=== Brief ===
Could you return the full listing below exactly as it appears?

=== Stored data ===
================

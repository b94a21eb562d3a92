pub mod backend;
pub mod chunker;
pub mod prompts;
pub mod provider;
pub mod providers;
pub mod retry;

pub use backend::{
    Backend, BackendError, BackendKind, BackendRegistry, ChunkPolicy, GenerateOptions, Generation,
    SkipReason, SkippedChunk, UnknownModelError,
};
pub use prompts::PromptTemplates;
pub use provider::{CompletionRequest, LlmError, LlmProvider, Message, Role, SamplingParams};
pub use retry::RetryPolicy;
mod pdf;

use async_trait::async_trait;
use thiserror::Error;
use tracing::info;

pub use pdf::extract_pdf;

#[derive(Debug, Error)]
pub enum ExtractionError {
    #[error("PDF extraction failed: {0}")]
    PdfError(String),
    #[error("Transcription failed: {0}")]
    Transcription(String),
    #[error("Extractor not configured: {0}")]
    NotConfigured(String),
    #[error("Extraction task failed: {0}")]
    Task(String),
}

/// Turns an uploaded document into plain text.
#[async_trait]
pub trait DocumentExtractor: Send + Sync {
    async fn extract(&self, bytes: &[u8]) -> Result<String, ExtractionError>;
}

/// Text-layer PDF extraction via `pdf-extract`, run on the blocking pool.
#[derive(Debug, Clone, Copy, Default)]
pub struct PdfExtractor;

#[async_trait]
impl DocumentExtractor for PdfExtractor {
    async fn extract(&self, bytes: &[u8]) -> Result<String, ExtractionError> {
        let owned = bytes.to_vec();
        // pdf-extract is CPU-bound and can panic on malformed input; a
        // panicking blocking task surfaces here as a JoinError.
        let pages = tokio::task::spawn_blocking(move || extract_pdf(&owned))
            .await
            .map_err(|e| ExtractionError::Task(e.to_string()))??;

        let text = pages.join("\n\n");
        info!("Extracted {} pages ({} chars) from PDF", pages.len(), text.len());
        Ok(text)
    }
}
use super::ExtractionError;

/// Extract the text layer of a PDF, one entry per non-empty page.
///
/// Scanned/image-only PDFs have no text layer and yield no pages.
pub fn extract_pdf(bytes: &[u8]) -> Result<Vec<String>, ExtractionError> {
    let text = pdf_extract::extract_text_from_mem(bytes)
        .map_err(|e| ExtractionError::PdfError(e.to_string()))?;

    let trimmed = text.trim();
    if trimmed.is_empty() {
        tracing::warn!("PDF has no extractable text layer");
        return Ok(Vec::new());
    }

    // Page breaks survive as form feeds, when there are any.
    let pages = if text.contains('\x0C') {
        text.split('\x0C')
            .map(str::trim)
            .filter(|page| !page.is_empty())
            .map(str::to_string)
            .collect()
    } else {
        vec![trimmed.to_string()]
    };

    Ok(pages)
}

#[cfg(test)]
mod tests {
    use super::*;
    use crate::document::{DocumentExtractor, PdfExtractor};

    #[test]
    fn garbage_bytes_are_rejected() {
        let result = extract_pdf(b"definitely not a pdf");
        assert!(matches!(result, Err(ExtractionError::PdfError(_))));
    }

    #[tokio::test]
    async fn async_extractor_reports_errors() {
        let result = PdfExtractor.extract(b"%PDF-1.4 truncated").await;
        assert!(result.is_err());
    }
}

================

=== Finished exercise ===
repository b94a21eb562d3a92
pub mod backend;
pub mod chunker;
pub mod prompts;
pub mod provider;
pub mod providers;
pub mod retry;

pub use backend::{
    Backend, BackendError, BackendKind, BackendRegistry, ChunkPolicy, GenerateOptions, Generation,
    SkipReason, SkippedChunk, UnknownModelError,
};
pub use prompts::PromptTemplates;
pub use provider::{CompletionRequest, LlmError, LlmProvider, Message, Role, SamplingParams};
pub use retry::RetryPolicy;
mod pdf;

use async_trait::async_trait;
use thiserror::Error;
use tracing::info;

pub use pdf::extract_pdf;

#[derive(Debug, Error)]
pub enum ExtractionError {
    #[error("PDF extraction failed: {0}")]
    PdfError(String),
    #[error("Transcription failed: {0}")]
    Transcription(String),
    #[error("Extractor not configured: {0}")]
    NotConfigured(String),
    #[error("Extraction task failed: {0}")]
    Task(String),
}

/// Turns an uploaded document into plain text.
#[async_trait]
pub trait DocumentExtractor: Send + Sync {
    async fn extract(&self, bytes: &[u8]) -> Result<String, ExtractionError>;
}

/// Text-layer PDF extraction via `pdf-extract`, run on the blocking pool.
#[derive(Debug, Clone, Copy, Default)]
pub struct PdfExtractor;

#[async_trait]
impl DocumentExtractor for PdfExtractor {
    async fn extract(&self, bytes: &[u8]) -> Result<String, ExtractionError> {
        let owned = bytes.to_vec();
        // pdf-extract is CPU-bound and can panic on malformed input; a
        // panicking blocking task surfaces here as a JoinError.
        let pages = tokio::task::spawn_blocking(move || extract_pdf(&owned))
            .await
            .map_err(|e| ExtractionError::Task(e.to_string()))??;

        let text = pages.join("\n\n");
        info!("Extracted {} pages ({} chars) from PDF", pages.len(), text.len());
        Ok(text)
    }
}
use super::ExtractionError;

/// Extract the text layer of a PDF, one entry per non-empty page.
///
/// Scanned/image-only PDFs have no text layer and yield no pages.
pub fn extract_pdf(bytes: &[u8]) -> Result<Vec<String>, ExtractionError> {
    let text = pdf_extract::extract_text_from_mem(bytes)
        .map_err(|e| ExtractionError::PdfError(e.to_string()))?;

    let trimmed = text.trim();
    if trimmed.is_empty() {
        tracing::warn!("PDF has no extractable text layer");
        return Ok(Vec::new());
    }

    // Page breaks survive as form feeds, when there are any.
    let pages = if text.contains('\x0C') {
        text.split('\x0C')
            .map(str::trim)
            .filter(|page| !page.is_empty())
            .map(str::to_string)
            .collect()
    } else {
        vec![trimmed.to_string()]
    };

    Ok(pages)
}

#[cfg(test)]
mod tests {
    use super::*;
    use crate::document::{DocumentExtractor, PdfExtractor};

    #[test]
    fn garbage_bytes_are_rejected() {
        let result = extract_pdf(b"definitely not a pdf");
        assert!(matches!(result, Err(ExtractionError::PdfError(_))));
    }

    #[tokio::test]
    async fn async_extractor_reports_errors() {
        let result = PdfExtractor.extract(b"%PDF-1.4 truncated").await;
        assert!(result.is_err());
    }
}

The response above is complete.